Robust Facial Expression Recognition Based on Local Directional Pattern

June 19, 2017 | Autor: Robert Niese | Categoría: Information Systems, Electrical And Electronic Engineering

Descripción

Robust Facial Expression Recognition Based on 3-d Supported Feature Extraction and SVM Classification Robert Niese, Ayoub Al-Hamadi, Faisal Aziz and Bernd Michaelis Institute for Electronics, Signal Processing and Communications (IESK) Otto-von-Guericke-University Magdeburg, D-39016 Magdeburg, P.O. Box 4210 Germany {Robert.Niese, Ayoub.Al-Hamadi}@ovgu.de

Abstract Facial expression recognition is an imperative task in human computer interaction systems. In this work we propose a new system for automatic expression recognition in video sequences. Our system uses color information to extract the facial features. Additionally, it includes a camera model and a registration step, in which we automatically build a person specific face model from stereo.
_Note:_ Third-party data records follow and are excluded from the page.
//! Connection, statement and cursor traits
//!
//! The engine is synchronous: each call blocks its thread through binding,
//! the database round trip and materialization. Drivers release statement and
//! cursor handles when the boxed trait objects are dropped, so every exit path
//! frees them.

use crate::{ColumnInfo, DataExpressError, Result, SqlType, Value};
use chrono::{NaiveDateTime, NaiveTime};
use std::collections::VecDeque;

/// A value ready to be bound to one placeholder
#[derive(Debug, Clone, PartialEq)]
pub enum BindValue {
    /// SQL NULL with the slot's declared type (`Other` when unknown)
    Null(SqlType),
    /// A value already coerced for the given target type
    Typed { value: Value, sql_type: SqlType },
    /// A value passed to the driver's generic binder
    Untyped(Value),
}

static NULL: Value = Value::Null;

impl BindValue {
    pub fn value(&self) -> &Value {
        match self {
            BindValue::Null(_) => &NULL,
            BindValue::Typed { value, .. } | BindValue::Untyped(value) => value,
        }
    }
}

/// Positional value access, 1-based like driver column indexes
pub trait ValueSource {
    /// Read a value with the driver's default mapping
    fn get_value(&mut self, index: usize) -> Result<Value>;

    /// Read a date/time value
    fn get_timestamp(&mut self, index: usize) -> Result<Value> {
        self.get_value(index)
    }

    /// Read a binary large object fully into memory
    fn get_bytes(&mut self, index: usize) -> Result<Value> {
        match self.get_value(index)? {
            Value::String(s) => Ok(Value::Bytes(s.into_bytes())),
            other => Ok(other),
        }
    }

    /// Read a character large object fully into memory
    fn get_text(&mut self, index: usize) -> Result<Value> {
        match self.get_value(index)? {
            Value::Bytes(b) => Ok(Value::String(String::from_utf8_lossy(&b).into_owned())),
            other => Ok(other),
        }
    }

    /// Read a flag stored as a native boolean, a number or text
    fn get_bool(&mut self, index: usize) -> Result<Value> {
        Ok(match self.get_value(index)? {
            Value::String(s) => match s.trim().to_ascii_lowercase().as_str() {
                "1" | "true" | "t" | "y" | "yes" => Value::Bool(true),
                "0" | "false" | "f" | "n" | "no" => Value::Bool(false),
                _ => Value::String(s),
            },
            v if v.is_numeric() => Value::Bool(v.as_f64().is_some_and(|n| n != 0.0)),
            other => other,
        })
    }

    /// Read a time of day. Text in `HH:mm[:ss[.SSS]]` or a full date-time
    /// layout is parsed; unparseable text comes back unchanged.
    fn get_time(&mut self, index: usize) -> Result<Value> {
        Ok(match self.get_value(index)? {
            Value::DateTime(dt) => Value::Time(dt.time()),
            Value::DateTimeUtc(dt) => Value::Time(dt.naive_utc().time()),
            Value::String(s) => parse_time(&s).map(Value::Time).unwrap_or(Value::String(s)),
            other => other,
        })
    }
}

fn parse_time(text: &str) -> Option<NaiveTime> {
    const TIME_FORMATS: &[&str] = &["%H:%M:%S%.f", "%H:%M"];
    const DATE_TIME_FORMATS: &[&str] = &["%Y-%m-%d %H:%M:%S%.f", "%Y-%m-%dT%H:%M:%S%.f"];

    let text = text.trim();
    TIME_FORMATS
        .iter()
        .find_map(|f| NaiveTime::parse_from_str(text, f).ok())
        .or_else(|| {
            DATE_TIME_FORMATS
                .iter()
                .find_map(|f| NaiveDateTime::parse_from_str(text, f).ok())
                .map(|dt| dt.time())
        })
}

/// A forward-only result set
pub trait Cursor: ValueSource + Send {
    /// Full column metadata of the result set
    fn columns(&self) -> &[ColumnInfo];

    /// Move to the next row. Returns false once the rows are exhausted.
    fn advance(&mut self) -> Result<bool>;
}

/// A statement prepared from executable text
pub trait PreparedStatement: Send {
    fn bind(&mut self, index: usize, value: BindValue) -> Result<()>;

    fn execute_query(&mut self) -> Result<Box<dyn Cursor + '_>>;

    /// Execute a non-query statement, returning the affected row count
    fn execute_update(&mut self) -> Result<u64>;

    /// First key generated by the last `execute_update`, if any
    fn generated_key(&mut self) -> Result<Option<i64>> {
        Ok(None)
    }
}

/// A prepared procedure or function call
pub trait CallableStatement: ValueSource + Send {
    /// Declare an output slot before execution
    fn register_out(&mut self, index: usize, sql_type: SqlType) -> Result<()>;

    fn bind(&mut self, index: usize, value: BindValue) -> Result<()>;

    fn execute(&mut self) -> Result<()>;

    /// Take the cursor returned in an output slot
    fn take_cursor(&mut self, index: usize) -> Result<Box<dyn Cursor + '_>>;
}

/// One row of procedure column metadata
#[derive(Debug, Clone, PartialEq)]
pub struct ProcedureColumn {
    /// Position in the catalog listing; 0 is a function's return value
    pub sequence: i32,
    pub name: String,
    /// Mode code: 1 IN, 2 INOUT, 4 OUT, 5 RETURN
    pub mode: i32,
    pub data_type: i32,
    pub type_name: String,
}

/// An open database connection
pub trait Connection: Send + Sync {
    /// Vendor name (e.g., "sqlite", "mysql", "oracle")
    fn vendor(&self) -> &str;

    /// Name the connection was opened under
    fn connection_name(&self) -> &str;

    /// Identity used to key per-connection caches
    fn identity(&self) -> String {
        format!("{}:{}", self.vendor(), self.connection_name())
    }

    fn prepare(&self, sql: &str, want_generated_keys: bool) -> Result<Box<dyn PreparedStatement + '_>>;

    fn prepare_call(&self, call_text: &str) -> Result<Box<dyn CallableStatement + '_>> {
        Err(DataExpressError::NotSupported(format!(
            "{} does not support callable statements: {}",
            self.vendor(),
            call_text
        )))
    }

    /// Whether the driver can report generated keys
    fn supports_generated_keys(&self) -> Result<bool> {
        Ok(false)
    }

    /// Column metadata of a table, empty when the table is unknown
    fn table_columns(&self, table: &str) -> Result<Vec<ColumnInfo>>;

    /// Parameter metadata of a procedure or function, in catalog order
    fn procedure_columns(
        &self,
        catalog: Option<&str>,
        schema: Option<&str>,
        api: &str,
    ) -> Result<Vec<ProcedureColumn>> {
        let _ = (catalog, schema);
        Err(DataExpressError::NotSupported(format!(
            "{} does not expose procedure metadata for {}",
            self.vendor(),
            api
        )))
    }
}

/// A cursor over rows already fetched into memory
#[derive(Debug, Clone, Default)]
pub struct BufferedCursor {
    columns: Vec<ColumnInfo>,
    rows: VecDeque<Vec<Value>>,
    current: Option<Vec<Value>>,
}

impl BufferedCursor {
    pub fn new(columns: Vec<ColumnInfo>, rows: Vec<Vec<Value>>) -> Self {
        Self {
            columns,
            rows: rows.into(),
            current: None,
        }
    }

    /// Rows not yet reached
    pub fn remaining(&self) -> usize {
        self.rows.len()
    }
}

impl ValueSource for BufferedCursor {
    fn get_value(&mut self, index: usize) -> Result<Value> {
        let row = self
            .current
            .as_ref()
            .ok_or_else(|| DataExpressError::Driver("cursor is not positioned on a row".into()))?;
        index
            .checked_sub(1)
            .and_then(|i| row.get(i))
            .cloned()
            .ok_or_else(|| DataExpressError::Driver(format!("column index {} out of range", index)))
    }
}

impl Cursor for BufferedCursor {
    fn columns(&self) -> &[ColumnInfo] {
        &self.columns
    }

    fn advance(&mut self) -> Result<bool> {
        self.current = self.rows.pop_front();
        Ok(self.current.is_some())
    }
}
Photogrammetric techniques are applied to determine real world geometric measures and to build the feature vector. Feature normalization is carried out and support vector machine is trained over the normalized feature vector. Using SVM classification we reach a minimal mixing between different expression classes. Our framework achieves robust and superior expression classification results across a variety of head poses with resulting perspective foreshortening and changing face size. Moreover, the method has shown robustness across a variety of skin colors while reaching high performance.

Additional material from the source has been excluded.